Isto porque, ao se fazer uma análise do regulamento do ICMS para transporte de cargas, nenhuma dúvida acerca de sua execução é levantada. Todavia, no caso de transporte de pessoas, existem várias inconsistências:
- A Pessoa Jurídica adquirente de bilhetes não poderia creditar do valor do ICMS para abatimento futuro (fere o princípio da não cumulatividade previsto na CF de 1988), pois o bilhete é emitido em nome da Pessoa Física, passageiro.
- Não é possível verificar quem é o destinatário do serviço. Se este for considerado o passageiro, pessoa física, não se aplica alíquota interestadual. Isso porque, “o passageiro não possui localização. Tem domicílio ou residência”;
- Se o fato gerador se dá no início da prestação, e o contribuinte é a pessoa a qual realiza o transporte, então, a alíquota é sempre a interna;
- Não há como saber qual o “estabelecimento destinatário do serviço” eis que o passageiro não possui estabelecimento. Ainda, como saber se a prestação está ou não vinculada? Não se sabe.
- Se a prestação é iniciada no exterior, qual o valor a ser considerado para fins de incidência do ICMS no destino final da transportadora? O valor total da prestação? E o caso de conexões várias externas e internas?
- Ainda nesta corrente pela inconstitucionalidade da lei para o transporte aéreo de passageiros, muitos dos Ministros que a julgaram entenderam ser ela “imprestável” para a situação, relevando que a lei não cuidou de observar a diferença entre transporte de coisas e pessoas;
Entenderam os Ministros para o fato de que não seria possível solucionar pendências de conflitos de interesses entre os estados, gerados, por exemplo, no caso do passageiro realizar escalas.
Em suma, apontaram que a lei teria deixado passar uma série de fatores os quais são pertinentes tão somente ao transporte de pessoas.
Prevaleceu, portanto, a tese vencedora de que a LC 87/96 não compreende como hipótese de incidência o transporte aéreo de passageiros, por inconsistência legislativa sob a ótica da sistemática exigida pela Constituição na imposição, cobrança e credito do tributo.
Relevante notar, que do voto do Min. Nelson Jobim, extraiu-se a conclusão de que a inconstitucionalidade também valeria para o setor de transporte terrestre de passageiros, fundamentando a ADI movida em seguida pela CNT.
O ICMS no transporte terrestre – Ônus as empresas de transporte e aos consumidores (passageiros)

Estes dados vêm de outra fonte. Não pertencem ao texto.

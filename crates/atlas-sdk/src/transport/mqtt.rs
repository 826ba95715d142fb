//! MQTT transport.
//!
//! One broker connection per transport, driven by a single event-loop task,
//! which is what serializes dispatch: every inbound publish is fully handled
//! before the next one is polled. Outbound calls go through the client's
//! non-blocking queue, so the dispatch path never waits on the network.

use std::sync::atomic::{AtomicBool, Ordering};
use std::sync::{Arc, Mutex};
use std::time::Duration;

use async_trait::async_trait;
use bytes::Bytes;
use log::{debug, info, warn};
use rumqttc::{AsyncClient, Event, EventLoop, MqttOptions, Packet, QoS};
use uuid::Uuid;

use crate::bus::{CONNECTED_TOPIC, DISCONNECTED_TOPIC, Inbound};
use crate::config::BrokerConfig;
use crate::error::{SdkError, SdkResult};
use crate::sync::lock;
use crate::transport::Transport;

const KEEP_ALIVE: Duration = Duration::from_secs(30);
const RECONNECT_DELAY: Duration = Duration::from_secs(1);

/// Outbound request queue size for the MQTT client.
const REQUEST_BUFFER_SIZE: usize = 64;

pub struct MqttTransport {
    broker: BrokerConfig,
    inbound: Inbound,
    shared: Arc<Shared>,
}

struct Shared {
    /// Present while a connection cycle is live; replaced on every connect.
    client: Mutex<Option<AsyncClient>>,
    connected: AtomicBool,
    stopping: AtomicBool,
}

impl MqttTransport {
    pub fn new(broker: BrokerConfig, inbound: Inbound) -> Self {
        Self {
            broker,
            inbound,
            shared: Arc::new(Shared {
                client: Mutex::new(None),
                connected: AtomicBool::new(false),
                stopping: AtomicBool::new(false),
            }),
        }
    }

    fn client_id(&self) -> String {
        self.broker.client_id.clone().unwrap_or_else(|| {
            let suffix = Uuid::new_v4().simple().to_string();
            format!("atlas-{}", &suffix[..12])
        })
    }
}

#[async_trait]
impl Transport for MqttTransport {
    async fn connect(&self) -> SdkResult<()> {
        let endpoint = format!("{}:{}", self.broker.host, self.broker.port);
        let mut options = MqttOptions::new(self.client_id(), &self.broker.host, self.broker.port);
        options.set_keep_alive(KEEP_ALIVE);
        if let (Some(username), Some(password)) =
            (self.broker.username.as_ref(), self.broker.password.as_ref())
        {
            options.set_credentials(username, password);
        }

        let (client, mut eventloop) = AsyncClient::new(options, REQUEST_BUFFER_SIZE);

        // Drive the handshake inline so an unreachable broker fails the
        // caller instead of a background task.
        loop {
            match eventloop.poll().await {
                Ok(Event::Incoming(Packet::ConnAck(_))) => break,
                Ok(_) => continue,
                Err(err) => {
                    return Err(SdkError::ConnectFailed {
                        endpoint,
                        message: err.to_string(),
                    });
                }
            }
        }

        self.shared.stopping.store(false, Ordering::SeqCst);
        *lock(&self.shared.client) = Some(client.clone());
        restore_subscriptions(&client, &self.inbound);
        self.shared.connected.store(true, Ordering::SeqCst);
        info!("connected to broker at {endpoint}");
        self.inbound.dispatch(CONNECTED_TOPIC, None);

        let shared = Arc::clone(&self.shared);
        let inbound = self.inbound.clone();
        tokio::spawn(drive(eventloop, client, shared, inbound));
        Ok(())
    }

    async fn disconnect(&self) -> SdkResult<()> {
        self.shared.stopping.store(true, Ordering::SeqCst);
        if let Some(client) = lock(&self.shared.client).take() {
            if let Err(err) = client.try_disconnect() {
                warn!("error while disconnecting from broker: {err}");
            }
        }
        if self.shared.connected.swap(false, Ordering::SeqCst) {
            info!("disconnected from broker");
            self.inbound.dispatch(DISCONNECTED_TOPIC, None);
        }
        Ok(())
    }

    fn publish(&self, topic: &str, payload: Option<Bytes>) {
        let guard = lock(&self.shared.client);
        let Some(client) = guard.as_ref() else {
            warn!("dropping publish to {topic}: not connected");
            return;
        };
        let body = payload.map(|bytes| bytes.to_vec()).unwrap_or_default();
        if let Err(err) = client.try_publish(topic, QoS::AtMostOnce, false, body) {
            warn!("could not publish to {topic}: {err}");
        }
    }

    fn subscribe(&self, topic: &str) {
        let guard = lock(&self.shared.client);
        let Some(client) = guard.as_ref() else {
            // Not connected yet; the subscription is restored on CONNACK.
            return;
        };
        if let Err(err) = client.try_subscribe(topic, QoS::AtMostOnce) {
            warn!("could not subscribe to {topic}: {err}");
        }
    }

    fn unsubscribe(&self, topic: &str) {
        let guard = lock(&self.shared.client);
        let Some(client) = guard.as_ref() else {
            return;
        };
        if let Err(err) = client.try_unsubscribe(topic) {
            warn!("could not unsubscribe from {topic}: {err}");
        }
    }
}

/// Re-establish every registered non-lifecycle subscription. Runs before the
/// local `connected` signal on every (re)connect.
fn restore_subscriptions(client: &AsyncClient, inbound: &Inbound) {
    for topic in inbound.topics() {
        debug!("subscribing to {topic}");
        if let Err(err) = client.try_subscribe(&topic, QoS::AtMostOnce) {
            warn!("could not subscribe to {topic}: {err}");
        }
    }
}

async fn drive(mut eventloop: EventLoop, client: AsyncClient, shared: Arc<Shared>, inbound: Inbound) {
    loop {
        match eventloop.poll().await {
            Ok(Event::Incoming(Packet::Publish(publish))) => {
                inbound.dispatch(&publish.topic, Some(publish.payload.as_ref()));
            }
            Ok(Event::Incoming(Packet::ConnAck(_))) => {
                restore_subscriptions(&client, &inbound);
                shared.connected.store(true, Ordering::SeqCst);
                info!("reconnected to broker");
                inbound.dispatch(CONNECTED_TOPIC, None);
            }
            Ok(_) => {}
            Err(err) => {
                if shared.stopping.load(Ordering::SeqCst) {
                    debug!("mqtt event loop stopped");
                    break;
                }
                if shared.connected.swap(false, Ordering::SeqCst) {
                    warn!("connection to broker lost: {err}");
                    inbound.dispatch(DISCONNECTED_TOPIC, None);
                }
                tokio::time::sleep(RECONNECT_DELAY).await;
            }
        }
    }
}
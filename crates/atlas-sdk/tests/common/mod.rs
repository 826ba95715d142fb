//! Test utilities and common setup.

use std::sync::Arc;
use std::sync::Mutex;
use std::sync::atomic::{AtomicUsize, Ordering};

use async_trait::async_trait;
use bytes::Bytes;

use atlas_sdk::EventBus;
use atlas_sdk::bus::{CONNECTED_TOPIC, DISCONNECTED_TOPIC, Inbound};
use atlas_sdk::error::{SdkError, SdkResult};
use atlas_sdk::transport::Transport;

/// Transport double that records outbound traffic instead of sending it.
pub struct RecordingTransport {
    inbound: Inbound,
    pub connects: AtomicUsize,
    pub disconnects: AtomicUsize,
    published: Mutex<Vec<(String, Option<Vec<u8>>)>>,
}

impl RecordingTransport {
    pub fn new(inbound: Inbound) -> Self {
        Self {
            inbound,
            connects: AtomicUsize::new(0),
            disconnects: AtomicUsize::new(0),
            published: Mutex::new(Vec::new()),
        }
    }

    /// Payloads published to one topic, in order.
    pub fn published_to(&self, topic: &str) -> Vec<Option<Vec<u8>>> {
        self.published
            .lock()
            .unwrap()
            .iter()
            .filter(|(t, _)| t == topic)
            .map(|(_, payload)| payload.clone())
            .collect()
    }

    /// Every published (topic, payload) pair, in order.
    pub fn published(&self) -> Vec<(String, Option<Vec<u8>>)> {
        self.published.lock().unwrap().clone()
    }
}

#[async_trait]
impl Transport for RecordingTransport {
    async fn connect(&self) -> SdkResult<()> {
        self.connects.fetch_add(1, Ordering::SeqCst);
        self.inbound.dispatch(CONNECTED_TOPIC, None);
        Ok(())
    }

    async fn disconnect(&self) -> SdkResult<()> {
        self.disconnects.fetch_add(1, Ordering::SeqCst);
        self.inbound.dispatch(DISCONNECTED_TOPIC, None);
        Ok(())
    }

    fn publish(&self, topic: &str, payload: Option<Bytes>) {
        self.published
            .lock()
            .unwrap()
            .push((topic.to_string(), payload.map(|bytes| bytes.to_vec())));
    }

    fn subscribe(&self, _topic: &str) {}

    fn unsubscribe(&self, _topic: &str) {}
}

/// A bus bound to a recording transport.
pub fn recording_bus() -> (EventBus, Arc<RecordingTransport>) {
    let bus = EventBus::new();
    let transport = Arc::new(RecordingTransport::new(bus.inbound()));
    bus.bind(transport.clone());
    (bus, transport)
}

/// Transport double whose connect always fails, for startup-error paths.
pub struct UnreachableTransport {
    pub attempts: AtomicUsize,
}

impl UnreachableTransport {
    pub fn new() -> Self {
        Self {
            attempts: AtomicUsize::new(0),
        }
    }
}

#[async_trait]
impl Transport for UnreachableTransport {
    async fn connect(&self) -> SdkResult<()> {
        self.attempts.fetch_add(1, Ordering::SeqCst);
        Err(SdkError::ConnectFailed {
            endpoint: "localhost:1883".to_string(),
            message: "connection refused".to_string(),
        })
    }

    async fn disconnect(&self) -> SdkResult<()> {
        Ok(())
    }

    fn publish(&self, _topic: &str, _payload: Option<Bytes>) {}

    fn subscribe(&self, _topic: &str) {}

    fn unsubscribe(&self, _topic: &str) {}
}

Infelizmente, notamos que a composição do Plenário do STF mudou entre um julgamento e outro, houve uma morosidade excessiva para o julgamento de questão de tamanha importância e de impacto econômico e social (passaram-se cerca de 12 anos desde a distribuição em 2002 até o seu julgamento em 2014), fatores que de certa forma prejudicaram o julgamento da ADI seguinte, que certamente teria melhores chances de sucesso, caso tivesse sido julgada em tempo próximo daquela movida pelo setor aéreo.
O resultado deste Julgamento, que concluiu pelo tratamento diferente às empresas de transporte terrestre em relação à decisão das empresas aéreas promoveu verdadeira insegurança jurídica e desconfiança à atuação do STF. Fica em aberto a pergunta: em caso de se considerar a LC 87/96 perfeita para o setor rodoviário, como não se exigir mesma interpretação ao aéreo?!
E do ponto de vista empresarial resta o infortúnio de ver serviços complementares e necessários recebendo tratamentos completamente distintos. O passageiro de menor poder aquisitivo e que utiliza o ônibus como meio de transporte para ir ou chegar aos 5570 municípios brasileiros se vê em clara desvantagem, se comparado àquele que utiliza o transporte aéreo, com raio de alcance mais limitado (não atinge toda a malha de municípios brasileiros).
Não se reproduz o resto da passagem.